Takehiko Inoue, Rumiko Takahashi ou Mitsuru Adachi l’adulaient. Légende inconnue du public français, auteur de plus de 500 volumes, le mangaka Shinji Mizushima nous a quittés le 10 janvier dernier, à 81 ans.
Il a bien failli passer sa vie sur un bateau ! Né en 1939 à Niigata, le petit Shinji Mizushima passe une enfance difficile : son père poissonnier, accro aux jeux d’argents, dilapide à tout va le budget de la maison. À tel point qu’au sortir du collège, l’adolescent abandonne l’idée d’entrer au lycée pour se faire embaucher en tant que pêcheur et éponger les dettes paternelles. Mais chaque nuit, Mizushima empiète sur son temps de sommeil afin de dessiner des mangas. C’est en 1958, à 19 ans, qu’il se fait repérer par un magazine local d’Osaka. Après cinq ans d’effort acharnés, en 1964, le jeune homme fait ses adieux définitifs au port de Niigata et déménage à Tokyo, où il publie pour le Shônen King. Après six ans d’exclusivité, Mizushima signe dans d’autres magazines comme le Shônen Sunday et le Shônen Champion, où il remporte ses premiers succès. Mais c’est dans le Shônen Champion que le mangaka connaît le triomphe à partir de 1972.

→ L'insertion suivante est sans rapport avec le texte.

//! DISCLAIMER: This library is a toy exploration of the ElGamal signature
//! scheme in pure Rust. It is *EXCLUSIVELY* for demonstration and
//! educational purposes. Absolutely DO NOT use it for real cryptographic or
//! security-sensitive operations. It is not audited, not vetted, and very
//! likely insecure in practice.
//!
//! If you need ElGamal or any cryptographic operations in production,
//! please use a vetted, well-reviewed cryptography library.
//!
//! The crate covers three related computations over a prime field:
//! signature verification, private-key recovery by a baby-step/giant-step
//! discrete-logarithm search, and recovery of the ephemeral signing nonce
//! once the private key is known. [`analyze`] runs all three over a single
//! `(alpha, beta, p, m, s1, s2)` tuple.

pub mod analysis;
pub mod discrete_log;
pub mod error;
pub mod modular;
pub mod nonce;
pub mod signature;

// Re-export the analysis entry point
pub use analysis::{analyze, SignatureAnalysis};

// Re-export the discrete-log solver
pub use discrete_log::discrete_log;

// Re-export the error types
pub use error::{ElGamalError, Result};

// Re-export the modular arithmetic helpers
pub use modular::{extended_gcd, gcd, mod_exp, mod_inv, signed_mod};

// Re-export nonce recovery
pub use nonce::recover_nonce;

// Re-export the signature types and operations
pub use signature::{
    sign, verify, ElGamalKeyPair, ElGamalParams, ElGamalPublicKey, ElGamalSignature, KeyGenConfig,
};
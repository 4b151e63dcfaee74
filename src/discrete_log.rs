//! Baby-step/giant-step discrete logarithms.
//!
//! Solves `alpha^x = beta (mod p)` in `O(sqrt(p))` time and space by the
//! meet-in-the-middle split `x = i*n - j` with `n = ceil(sqrt(p))`: the
//! giant steps `alpha^(i*n)` are tabulated once, then the baby steps
//! `alpha^j * beta` are scanned against the table.

use std::collections::HashMap;

use log::{debug, trace};

use crate::error::{ElGamalError, Result};
use crate::modular::{mod_exp, mul_mod};

/// Finds `x` in `[0, p-1)` with `alpha^x = beta (mod p)`.
///
/// The lookup table is keyed by residue, so the sparse key domain costs
/// `O(sqrt(p))` entries rather than `O(p)` slots, and an absent residue is
/// distinguishable from one that maps to index zero. On a residue
/// collision between two giant steps the higher index wins; the baby-step
/// scan below depends on that ordering, so the table is always completed
/// before the first lookup.
///
/// # Errors
/// - [`ElGamalError::InvalidModulus`] if `p` is zero.
/// - [`ElGamalError::DiscreteLogNotFound`] if the scan exhausts without an
///   in-range exponent, e.g. when `beta` lies outside the subgroup
///   generated by `alpha`.
///
/// # Examples
/// ```
/// use elgamal_lab::discrete_log::discrete_log;
///
/// // 2^7 = 128 = 7 (mod 11)
/// assert_eq!(discrete_log(2, 7, 11), Ok(7));
/// ```
pub fn discrete_log(alpha: u64, beta: u64, p: u64) -> Result<u64> {
    if p == 0 {
        return Err(ElGamalError::InvalidModulus);
    }
    let n = ceil_sqrt(p);
    debug!("bsgs: p = {}, {} giant steps", p, n);

    // Giant steps: alpha^(i*n) mod p -> i, ascending i, last write wins.
    let giant = mod_exp(alpha, n, p)?;
    let mut table: HashMap<u64, u64> = HashMap::with_capacity(n as usize);
    let mut cur = 1 % p;
    for i in 1..=n {
        cur = mul_mod(cur, giant, p);
        table.insert(cur, i);
    }

    // Baby steps: alpha^j * beta mod p, ascending j. The first candidate
    // inside [0, p) is the answer; out-of-range candidates keep scanning.
    let mut cur = beta % p;
    for j in 0..n {
        if let Some(&i) = table.get(&cur) {
            let candidate = u128::from(i) * u128::from(n) - u128::from(j);
            if candidate < u128::from(p) {
                trace!("bsgs: hit at i = {}, j = {}", i, j);
                return Ok(candidate as u64);
            }
        }
        cur = mul_mod(cur, alpha, p);
    }

    Err(ElGamalError::DiscreteLogNotFound { alpha, beta, p })
}

/// Smallest `n` with `n * n >= p`.
fn ceil_sqrt(p: u64) -> u64 {
    let r = p.isqrt();
    if r * r == p {
        r
    } else {
        r + 1
    }
}
//! Modular arithmetic over fixed-width integers.
//!
//! Group elements are `u64`; every intermediate product is widened to
//! `u128` so that `(modulo - 1)^2` cannot overflow.

use num_integer::Integer;

use crate::error::{ElGamalError, Result};

/// Computes `base^exponent mod modulo` by square-and-multiply over the
/// binary expansion of `exponent`.
///
/// The result is in `[0, modulo)`, and `mod_exp(b, 0, m)` is `1 % m`.
///
/// # Errors
/// Returns [`ElGamalError::InvalidModulus`] if `modulo` is zero.
pub fn mod_exp(base: u64, exponent: u64, modulo: u64) -> Result<u64> {
    if modulo == 0 {
        return Err(ElGamalError::InvalidModulus);
    }
    let m = u128::from(modulo);
    let mut result = 1 % m;
    let mut x = u128::from(base) % m;
    let mut e = exponent;
    while e > 0 {
        if e & 1 == 1 {
            result = result * x % m;
        }
        x = x * x % m;
        e >>= 1;
    }
    Ok(result as u64)
}

/// Least non-negative representative of `value` modulo `modulo`.
///
/// Unlike the `%` operator, this is correct for every negative `value`.
///
/// # Errors
/// Returns [`ElGamalError::InvalidModulus`] if `modulo` is zero.
pub fn signed_mod(value: i128, modulo: u64) -> Result<u64> {
    if modulo == 0 {
        return Err(ElGamalError::InvalidModulus);
    }
    let m = i128::from(modulo);
    Ok((((value % m) + m) % m) as u64)
}

/// Greatest common divisor by the Euclidean algorithm.
///
/// `gcd(a, 0)` and `gcd(0, b)` return the nonzero operand; `gcd(0, 0)`
/// is zero.
pub fn gcd(a: u64, b: u64) -> u64 {
    let (mut a, mut b) = (a, b);
    while b != 0 {
        let r = a % b;
        a = b;
        b = r;
    }
    a
}

/// Iterative extended Euclidean algorithm.
///
/// Returns `(g, x, y)` with `a*x + b*y == g`. For non-negative inputs,
/// `g` is the greatest common divisor of `a` and `b`.
pub fn extended_gcd(a: i128, b: i128) -> (i128, i128, i128) {
    let mut a = a;
    let mut b = b;
    let mut x0 = 1_i128;
    let mut x1 = 0_i128;
    let mut y0 = 0_i128;
    let mut y1 = 1_i128;

    while b != 0 {
        let (q, r) = a.div_rem(&b);
        a = b;
        b = r;

        let tmpx = x0 - q * x1;
        x0 = x1;
        x1 = tmpx;

        let tmpy = y0 - q * y1;
        y0 = y1;
        y1 = tmpy;
    }
    (a, x0, y0)
}

/// Modular inverse of `a` modulo `modulo` via the extended Euclidean
/// algorithm, in `O(log modulo)` steps.
///
/// # Errors
/// Returns [`ElGamalError::NoInverseExists`] when `gcd(a, modulo) != 1`,
/// and [`ElGamalError::InvalidModulus`] if `modulo` is zero.
pub fn mod_inv(a: u64, modulo: u64) -> Result<u64> {
    if modulo == 0 {
        return Err(ElGamalError::InvalidModulus);
    }
    let (g, s, _) = extended_gcd(i128::from(a), i128::from(modulo));
    if g != 1 {
        return Err(ElGamalError::NoInverseExists { value: a, modulo });
    }
    signed_mod(s, modulo)
}

/// `a * b mod modulo` without overflow. Callers guarantee a nonzero modulus.
pub(crate) fn mul_mod(a: u64, b: u64, modulo: u64) -> u64 {
    (u128::from(a) * u128::from(b) % u128::from(modulo)) as u64
}

#[cfg(test)]
mod tests {
    use super::*;

    #[test]
    fn test_mod_exp_basic() {
        assert_eq!(mod_exp(5, 6, 23).unwrap(), 8);
        assert_eq!(mod_exp(2, 7, 11).unwrap(), 7);
        assert_eq!(mod_exp(5, 3, 23).unwrap(), 10);
    }

    #[test]
    fn test_mod_exp_zero_exponent() {
        assert_eq!(mod_exp(7, 0, 13).unwrap(), 1);
        // modulo 1 collapses everything to zero, including the empty product
        assert_eq!(mod_exp(7, 0, 1).unwrap(), 0);
    }

    #[test]
    fn test_mod_exp_zero_modulus_is_an_error() {
        assert_eq!(mod_exp(2, 3, 0), Err(ElGamalError::InvalidModulus));
    }

    #[test]
    fn test_mod_exp_near_word_size_does_not_overflow() {
        // 2^64 - 59 is prime, so 2^64 mod (2^64 - 59) = 59. The squarings
        // on the way there exercise the full u128 intermediate width.
        let p = 18_446_744_073_709_551_557_u64;
        assert_eq!(mod_exp(2, 64, p).unwrap(), 59);
    }

    #[test]
    fn test_signed_mod_handles_negatives() {
        assert_eq!(signed_mod(-53, 22).unwrap(), 13);
        assert_eq!(signed_mod(-66, 22).unwrap(), 0);
        assert_eq!(signed_mod(-1, 5).unwrap(), 4);
        assert_eq!(signed_mod(7, 22).unwrap(), 7);
        assert_eq!(signed_mod(0, 1).unwrap(), 0);
    }

    #[test]
    fn test_signed_mod_zero_modulus_is_an_error() {
        assert_eq!(signed_mod(-5, 0), Err(ElGamalError::InvalidModulus));
    }

    #[test]
    fn test_gcd_basics() {
        assert_eq!(gcd(12, 18), 6);
        assert_eq!(gcd(4, 22), 2);
        assert_eq!(gcd(17, 5), 1);
        assert_eq!(gcd(0, 0), 0);
    }

    #[test]
    fn test_gcd_is_symmetric_and_handles_zero() {
        for (a, b) in [(0, 9), (9, 0), (14, 21), (1_000_000_000, 3), (2, 1 << 40)] {
            assert_eq!(gcd(a, b), gcd(b, a));
        }
        for a in 0..20 {
            assert_eq!(gcd(a, 0), a);
        }
    }

    #[test]
    fn test_extended_gcd_bezout_identity() {
        for (a, b) in [(240, 46), (46, 240), (7, 11), (0, 5), (12, 0), (35, 64)] {
            let (g, x, y) = extended_gcd(a, b);
            assert_eq!(a * x + b * y, g, "Bezout identity for ({}, {})", a, b);
            assert_eq!(g, i128::from(gcd(a as u64, b as u64)));
        }
    }

    #[test]
    fn test_mod_inv_known_values() {
        assert_eq!(mod_inv(3, 22).unwrap(), 15);
        assert_eq!(mod_inv(19, 22).unwrap(), 7);
        assert_eq!(mod_inv(2, 11).unwrap(), 6);
    }

    #[test]
    fn test_mod_inv_product_is_one() {
        let m = 53;
        for a in 1..m {
            let inv = mod_inv(a, m).unwrap();
            assert_eq!(mul_mod(a, inv, m), 1, "{} * {} != 1 (mod {})", a, inv, m);
        }
    }

    #[test]
    fn test_mod_inv_absent_inverse_is_an_error() {
        assert_eq!(
            mod_inv(4, 8),
            Err(ElGamalError::NoInverseExists { value: 4, modulo: 8 })
        );
        assert_eq!(
            mod_inv(6, 22),
            Err(ElGamalError::NoInverseExists { value: 6, modulo: 22 })
        );
        assert_eq!(mod_inv(5, 0), Err(ElGamalError::InvalidModulus));
    }
}
//! Recovery of the ephemeral signing nonce from a known private key.
//!
//! A valid ElGamal signature satisfies `m = x*s1 + k*s2 (mod p-1)`. With
//! the private key `x` in hand, the congruence `k*s2 = m - x*s1 (mod p-1)`
//! can be solved for the nonce `k`. When `gcd(s2, p-1) = c > 1` the
//! single-inverse shortcut is invalid and the solution set splits into `c`
//! congruence classes modulo `p-1`; each class is tested against the public
//! relation `alpha^k mod p = s1` to pick out the true nonce.

use log::debug;

use crate::error::{ElGamalError, Result};
use crate::modular::{gcd, mod_exp, mod_inv, mul_mod, signed_mod};
use crate::signature::ElGamalParams;

/// Recomputes the nonce `k` that produced `s1` in a signature `(s1, s2)`
/// over `m`, given the private key `x`.
///
/// With `gcd(s2, p-1) = 1` the answer is unique and reduced into
/// `[0, p-1)`. Otherwise the `c` candidate classes are enumerated in
/// ascending order and the first one whose exponent reproduces `s1` is
/// returned.
///
/// # Errors
/// - [`ElGamalError::InvalidModulus`] if `p < 2`.
/// - [`ElGamalError::NoInverseExists`] propagated from the inverse step.
/// - [`ElGamalError::NonceRecoveryFailed`] when no candidate class
///   reproduces `s1`; the last unverified candidate is never returned.
pub fn recover_nonce(params: &ElGamalParams, x: u64, m: u64, s1: u64, s2: u64) -> Result<u64> {
    if params.p < 2 {
        return Err(ElGamalError::InvalidModulus);
    }
    let order = params.p - 1;

    let xs1 = mul_mod(x, s1, order);
    let aux = signed_mod(i128::from(m) - i128::from(xs1), order)?;

    let c = gcd(s2, order);
    if c == 1 {
        let s2_inv = mod_inv(s2, order)?;
        return Ok(mul_mod(s2_inv, aux, order));
    }

    // c > 1: factor c out of the congruence and solve in the reduced
    // modulus (p-1)/c, where s2/c is coprime by construction. The base
    // solution kt fans out into c classes kt + i*(p-1)/c, and only the
    // public relation alpha^k = s1 (mod p) can tell them apart.
    let modulo2 = order / c;
    let s2_inv = mod_inv(s2 / c, modulo2)?;
    let kt = mul_mod((aux / c) % modulo2, s2_inv, modulo2);
    debug!("nonce recovery: c = {}, base solution {} (mod {})", c, kt, modulo2);

    for i in 1..=c {
        let k = kt + i * modulo2;
        if mod_exp(params.alpha, k, params.p)? == s1 {
            return Ok(k);
        }
    }

    Err(ElGamalError::NonceRecoveryFailed { candidates: c })
}
//! DISCLAIMER: This module is a toy example of the ElGamal signature
//! scheme in pure Rust. It is *EXCLUSIVELY* for demonstration and
//! educational purposes. Absolutely DO NOT use it for real cryptographic
//! or security-sensitive operations. It is not audited, not vetted, and
//! very likely insecure in practice.
//!
//! If you need ElGamal or any cryptographic operations in production,
//! please use a vetted, well-reviewed cryptography library.

use rand::{rngs::StdRng, Rng, SeedableRng};

use crate::error::{ElGamalError, Result};
use crate::modular::{mod_exp, mod_inv, mul_mod, signed_mod};

/// ElGamal group parameters: a prime modulus `p` and a generator `alpha`.
/// In actual practice these must be carefully selected and validated; here
/// `p` is assumed prime and `1 < alpha < p` is not checked.
///
/// *This is for demonstration only. DO NOT use in real systems.*
#[derive(Debug, Clone)]
pub struct ElGamalParams {
    /// The prime modulus.
    pub p: u64,
    /// A generator of the multiplicative group modulo `p`.
    pub alpha: u64,
}

/// ElGamal public key: the group parameters plus `beta = alpha^x mod p`
/// for a secret exponent `x`.
///
/// *This is for demonstration only. DO NOT use in real systems.*
#[derive(Debug, Clone)]
pub struct ElGamalPublicKey {
    pub p: u64,
    pub alpha: u64,
    pub beta: u64,
}

/// Keypair holding the public half and the secret exponent `x`.
#[derive(Debug, Clone)]
pub struct ElGamalKeyPair {
    pub public: ElGamalPublicKey,
    pub private: u64,
}

/// A signature `(s1, s2)` over a message representative `m`.
///
/// `s1 = alpha^k mod p` for an ephemeral nonce `k`; `s2` is the response
/// half, computed modulo the group order `p - 1`.
#[derive(Debug, Clone, PartialEq, Eq)]
pub struct ElGamalSignature {
    pub s1: u64,
    pub s2: u64,
}

/// Configuration for keypair generation.
pub struct KeyGenConfig {
    /// Optional RNG seed for reproducibility in toy examples.
    pub seed: Option<u64>,
}

impl ElGamalKeyPair {
    /// Generate a keypair over `params`: secret `x` uniform in `[1, p-2]`,
    /// public `beta = alpha^x mod p`.
    ///
    /// # Errors
    /// Returns [`ElGamalError::InvalidModulus`] if `p < 3`, which leaves no
    /// room for a nontrivial exponent.
    pub fn generate(params: &ElGamalParams, config: &KeyGenConfig) -> Result<Self> {
        if params.p < 3 {
            return Err(ElGamalError::InvalidModulus);
        }
        let mut rng = match config.seed {
            Some(s) => StdRng::seed_from_u64(s),
            None => StdRng::from_entropy(),
        };

        let x = rng.gen_range(1..params.p - 1);
        let beta = mod_exp(params.alpha, x, params.p)?;

        Ok(ElGamalKeyPair {
            public: ElGamalPublicKey {
                p: params.p,
                alpha: params.alpha,
                beta,
            },
            private: x,
        })
    }
}

/// Sign a message representative `m` with secret key `x` and ephemeral
/// nonce `k`: `s1 = alpha^k mod p`, `s2 = k^-1 * (m - x*s1) mod (p-1)`.
///
/// The nonce must be coprime to the group order `p - 1`.
///
/// # Errors
/// Returns [`ElGamalError::NoInverseExists`] when `gcd(k, p-1) != 1`, and
/// [`ElGamalError::InvalidModulus`] if `p < 2`.
pub fn sign(params: &ElGamalParams, x: u64, m: u64, k: u64) -> Result<ElGamalSignature> {
    if params.p < 2 {
        return Err(ElGamalError::InvalidModulus);
    }
    let order = params.p - 1;

    let s1 = mod_exp(params.alpha, k, params.p)?;
    let k_inv = mod_inv(k, order)?;

    let xs1 = mul_mod(x, s1, order);
    let aux = signed_mod(i128::from(m) - i128::from(xs1), order)?;
    let s2 = mul_mod(k_inv, aux, order);

    Ok(ElGamalSignature { s1, s2 })
}

/// ElGamal verification: checks `alpha^m = beta^s1 * s1^s2 (mod p)`.
///
/// The product of the two exponentiations is reduced modulo `p` exactly
/// once before the comparison. The check is a pure function of its inputs;
/// identical inputs always yield the identical boolean.
///
/// # Errors
/// Returns [`ElGamalError::InvalidModulus`] only if the modulus is zero.
pub fn verify(public: &ElGamalPublicKey, m: u64, sig: &ElGamalSignature) -> Result<bool> {
    let v1 = mod_exp(public.alpha, m, public.p)?;
    let beta_s1 = mod_exp(public.beta, sig.s1, public.p)?;
    let s1_s2 = mod_exp(sig.s1, sig.s2, public.p)?;
    let v2 = mul_mod(beta_s1, s1_s2, public.p);
    Ok(v1 == v2)
}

Découpé en plusieurs « saisons », Dokaben s’étalera sur 205 tomes entre 1972 et 2018. Ode au baseball, ce manga est l’occasion pour Mizushima de travailler sur la représentation du mouvement et de la vitesse, à travers son cadrage et des effets de déformation d’une fluidité inédite. Premier manga acheté (et recopié) par Takehiko Inoue, Dokaben se parera également d’une adaptation animée de 169 épisodes étalée entre 1976 et 1979, et d’un film live en 1977. En 1973, Mizushima enchaîne avec un deuxième succès, toujours dans l’univers du manga, Abu-san. Plus mature et sombre, Abu-san fait référence à l’absinthe, péché mignon de son héros alcoolique, tiraillé entre ses démons intérieurs, l’amour qu’il porte à la serveuse de son bar préféré et sa carrière de joueur professionnel. De 1973 à 2014, Abu-san sera une tête de gondole du Big Comic Spirits de Shôgakukan, dont les 105 tomes s’écouleront à plus de 20 millions d’exemplaires.
Auteur prolifique, il dessine en parallèle de ses deux séries phares d’autres mangas plus courts dans les années 80 et 90, majoritairement axés eux aussi sur le baseball – citons notamment Niji wo yobu otoko ou Ohayo K-jirô. L’aura de sa production est telle qu’en 2005, les magazines concurrents Shônen Champion et Morning organisent un cross-over de huit semaines qui voit s’affronter les équipes Tokyo Superstars (de Dokaben) et Sapporo Mets (de Yakyukyo no uta) ! Deux ans plus tard, pour célébrer les cinquante ans de carrière de Shinji Mizushima, les hommages pleuvent de la part des mangakas qu’il a influencés (Mitsuru Adachi, Rumiko Takahashi, George Morikawa…), des vedettes du baseball (Sadaharu Oh, Shigeo Nagashima…) ou des stars ayant dévoré ses œuvres à travers les années (Takeshi Kitano en tête). Il faudra attendre 2020 pour qu’à 80 ans, dont 63 consacrés à dessiner des mangas, Mizushima prenne sa retraite. Deux ans plus tard, il décède d’une pneumonie, plongeant plusieurs générations de Japonais dans le chagrin.